David Winter reads an argument about using or misusing scripture

PETER PHILLIPS is the Director of CODEC, a group of academics who research contemporary responses to the Bible. He uses this research to recall the Church to take the Bible seriously in a culture that has largely marginalised it, and to provide a tool to promote what he calls “biblical literacy”. It is a wide-ranging book (perhaps excessively so), offering and evaluating a wide range of approaches, among them Alpha, small Bible-study groups, the social-media use of the Bible (sharing a favourite verse, and so on), and, of course, preaching.

The cover design of the book includes a picture of Spaghetti Junction, the notorious motorway interchange near Birmingham; and there is a bit of Spaghetti Junction about the book.
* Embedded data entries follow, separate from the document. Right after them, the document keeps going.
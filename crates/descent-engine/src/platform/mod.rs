//! Seams between the engine core and the native layer.
//!
//! `WindowSystem` creates windows and pumps the OS event loop,
//! `NativeWindow` buffers a window's events and creates its graphics
//! context, `GraphicsBackend` owns that context's GPU objects. The winit +
//! wgpu implementation lives in [`winit`] and [`crate::device`]; [`headless`]
//! is a scriptable stand-in used by tests and offscreen runs.

use std::fmt;
use std::time::Duration;

use crate::error::{ContextCreationError, GraphicsRequest};
use crate::event::NativeEvent;
use crate::paint::Color;
use crate::render::ResolvedDraw;
use crate::resource::{GpuResourceDescriptor, NativeHandle};
use crate::window::{WindowConfig, WindowId};

pub mod headless;
pub mod winit;

/// What a graphics context can do. Reported on context creation and used
/// to validate requests and descriptors.
#[derive(Debug, Copy, Clone, Eq, PartialEq)]
pub struct GraphicsCapabilities {
    pub max_samples: u32,
    pub vsync: bool,
    pub max_texture_size: u32,
}

impl GraphicsCapabilities {
    /// Nothing known yet (no adapter was found).
    pub const NONE: Self = Self {
        max_samples: 0,
        vsync: false,
        max_texture_size: 0,
    };
}

impl fmt::Display for GraphicsCapabilities {
    fn fmt(&self, f: &mut fmt::Formatter<'_>) -> fmt::Result {
        write!(
            f,
            "max_samples={}, vsync={}, max_texture_size={}",
            self.max_samples,
            if self.vsync { "on" } else { "off" },
            self.max_texture_size
        )
    }
}

/// Rejects a request the context cannot honor.
pub fn check_capabilities(
    request: GraphicsRequest,
    caps: GraphicsCapabilities,
) -> Result<(), ContextCreationError> {
    let reason = if request.samples == 0 || !request.samples.is_power_of_two() {
        Some(format!("sample count {} is not a power of two", request.samples))
    } else if request.samples > caps.max_samples {
        Some(format!("{}x multisampling not supported", request.samples))
    } else if request.vsync && !caps.vsync {
        Some("vsync not supported by the presentation engine".to_string())
    } else {
        None
    };

    match reason {
        None => Ok(()),
        Some(reason) => Err(ContextCreationError {
            requested: request,
            available: caps,
            reason,
        }),
    }
}

/// The display a window currently sits on.
#[derive(Debug, Clone, PartialEq)]
pub struct MonitorInfo {
    pub name: Option<String>,
    /// Top-left corner in the desktop's physical coordinates.
    pub position: (i32, i32),
    /// Resolution in physical pixels.
    pub size: (u32, u32),
    pub scale_factor: f64,
}

/// Outcome of starting a frame.
#[derive(Debug, Copy, Clone, Eq, PartialEq)]
pub enum FrameStatus {
    Ready,
    /// Nothing can be presented this iteration (surface timeout, zero size).
    Skipped,
}

pub trait WindowSystem {
    fn name(&self) -> &'static str;

    fn create_window(
        &mut self,
        id: WindowId,
        config: &WindowConfig,
    ) -> Result<Box<dyn NativeWindow>, ContextCreationError>;

    /// Moves pending OS events into the per-window queues without blocking.
    fn pump_events(&mut self);

    /// Like `pump_events`, but sleeps until the OS has something or
    /// `timeout` elapses.
    fn wait_events(&mut self, timeout: Duration);

    fn clipboard_text(&mut self) -> Option<String>;
    fn set_clipboard_text(&mut self, text: &str) -> bool;
}

pub trait NativeWindow {
    fn create_context(
        &mut self,
        config: &WindowConfig,
    ) -> Result<Box<dyn GraphicsBackend>, ContextCreationError>;

    /// Appends buffered events in the order the OS produced them.
    fn drain_events(&mut self, out: &mut Vec<NativeEvent>);

    fn set_title(&mut self, title: &str);
    fn set_visible(&mut self, visible: bool);
    fn set_minimized(&mut self, minimized: bool);

    /// Requests a client-area size in logical pixels. The platform reports
    /// the applied size through resize events.
    fn set_size(&mut self, width: u32, height: u32);

    /// Outer top-left corner in desktop coordinates, when the platform
    /// exposes it.
    fn position(&self) -> Option<(i32, i32)>;
    fn monitor(&self) -> Option<MonitorInfo>;

    /// Drawable size in physical pixels.
    fn framebuffer_size(&self) -> (u32, u32);
    fn scale_factor(&self) -> f64;

    /// Called right before the context presents.
    fn pre_present(&self) {}
}

/// One graphics context. Errors are native diagnostics; the window manager
/// wraps them into typed errors.
pub trait GraphicsBackend {
    fn capabilities(&self) -> GraphicsCapabilities;

    fn make_current(&mut self) -> Result<(), String>;
    fn set_vsync(&mut self, enabled: bool) -> Result<(), String>;
    fn resize(&mut self, width: u32, height: u32);

    fn create_resource(&mut self, desc: &GpuResourceDescriptor) -> Result<NativeHandle, String>;
    fn destroy_resource(&mut self, handle: NativeHandle);

    fn begin_frame(&mut self, clear: Color) -> Result<FrameStatus, String>;
    fn draw(&mut self, draw: &ResolvedDraw) -> Result<(), String>;
    /// Presents the frame. A skipped frame presents nothing.
    fn swap_buffers(&mut self) -> Result<(), String>;
}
It feels like a maze when you go into it, but if you persevere and follow the signs, with any luck you’ll emerge on the right route. Phillips is clear what that is: the Bible as the engine of Christian discipleship. For it to be that, however, it must be used reverently, as the word of God, but contextually, as part of an ongoing “story” of God’s interaction with humankind.

CODEC’s research, bearing out anecdotal evidence, suggests that much contemporary use of the Bible is to provide “proof texts” or as a self-help way to the good life. The move is away from a propositional Christianity to a religion of personal fulfilment. He quotes Jeremiah 29.11 as the archetypal verse for this kind of thinking (“I know the plans I have for you. . .”) — doled out as an answer to all problems, but taken totally out of its historic context. It is hard, he agrees, to go against the flow, but the survival of genuine Christianity, Phillips believes, depends on it.

The book is not an easy read, mainly because of its strange organisation and endless tendency to cite references to other authors or the Bible (15 biblical references in brackets in one short paragraph). But there is a great deal here for serious reflection by those who lead our churches.

Canon David Winter is a retired cleric in the diocese of Oxford, and a former Head of Religious Broadcasting at the BBC.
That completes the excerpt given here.